Problem:
Each line of the data should be repeated precisely.

Dataset entries:

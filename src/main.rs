use clap::Parser;
use gitum::cli::output::Output;
use gitum::cli::Cli;
use gitum::errors::GitumError;
use gitum::workflow::OperationKind;

fn main() {
    let cli = Cli::parse();
    if let Err(err) = cli.run().map_err(anyhow::Error::new) {
        Output::error(format!("{err:#}"));

        let code = match err.downcast_ref::<GitumError>() {
            Some(GitumError::Conflict { operation, .. }) => {
                let resume_flag = match operation {
                    OperationKind::Pull => "--resolved",
                    OperationKind::Update | OperationKind::Merge => "--continue",
                };
                Output::tip(format!(
                    "Resolve the conflicts, stage them with 'git add', then run 'gitum continue_{operation} {resume_flag}' (or --abort)"
                ));
                1
            }
            Some(gitum_err) => gitum_err.exit_code(),
            None => 3,
        };
        std::process::exit(code);
    }
}
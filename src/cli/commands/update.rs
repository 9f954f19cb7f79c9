use crate::cli::output::Output;
use crate::errors::Result;
use crate::workflow::{Gitum, Resumed, Signal, UpdateReport};
use std::path::Path;

pub fn run(repo_path: &Path, count: usize) -> Result<()> {
    let report = Gitum::new(repo_path).update(count)?;
    print_report(&report);
    Ok(())
}

pub fn resume(repo_path: &Path, signal: Signal) -> Result<()> {
    match Gitum::new(repo_path).continue_update(signal)? {
        Resumed::Completed(report) => print_report(&report),
        Resumed::Aborted => Output::warning("Update aborted; all gitum branches restored"),
    }
    Ok(())
}

fn print_report(report: &UpdateReport) {
    if report.rebuilt {
        Output::success(format!("Captured {} patches", report.patches));
    } else {
        Output::info(format!(
            "Patch set unchanged ({} patches already captured)",
            report.patches
        ));
    }
}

Answer below:
filename src/main.rs
use clap::Parser;
use gitum::cli::output::Output;
use gitum::cli::Cli;
use gitum::errors::GitumError;
use gitum::workflow::OperationKind;

fn main() {
    let cli = Cli::parse();
    if let Err(err) = cli.run().map_err(anyhow::Error::new) {
        Output::error(format!("{err:#}"));

        let code = match err.downcast_ref::<GitumError>() {
            Some(GitumError::Conflict { operation, .. }) => {
                let resume_flag = match operation {
                    OperationKind::Pull => "--resolved",
                    OperationKind::Update | OperationKind::Merge => "--continue",
                };
                Output::tip(format!(
                    "Resolve the conflicts, stage them with 'git add', then run 'gitum continue_{operation} {resume_flag}' (or --abort)"
                ));
                1
            }
            Some(gitum_err) => gitum_err.exit_code(),
            None => 3,
        };
        std::process::exit(code);
    }
}
filename src/cli/commands/update.rs
repository 9f954f19cb7f79c9
use crate::cli::output::Output;
use crate::errors::Result;
use crate::workflow::{Gitum, Resumed, Signal, UpdateReport};
use std::path::Path;

pub fn run(repo_path: &Path, count: usize) -> Result<()> {
    let report = Gitum::new(repo_path).update(count)?;
    print_report(&report);
    Ok(())
}

pub fn resume(repo_path: &Path, signal: Signal) -> Result<()> {
    match Gitum::new(repo_path).continue_update(signal)? {
        Resumed::Completed(report) => print_report(&report),
        Resumed::Aborted => Output::warning("Update aborted; all gitum branches restored"),
    }
    Ok(())
}

fn print_report(report: &UpdateReport) {
    if report.rebuilt {
        Output::success(format!("Captured {} patches", report.patches));
    } else {
        Output::info(format!(
            "Patch set unchanged ({} patches already captured)",
            report.patches
        ));
    }
}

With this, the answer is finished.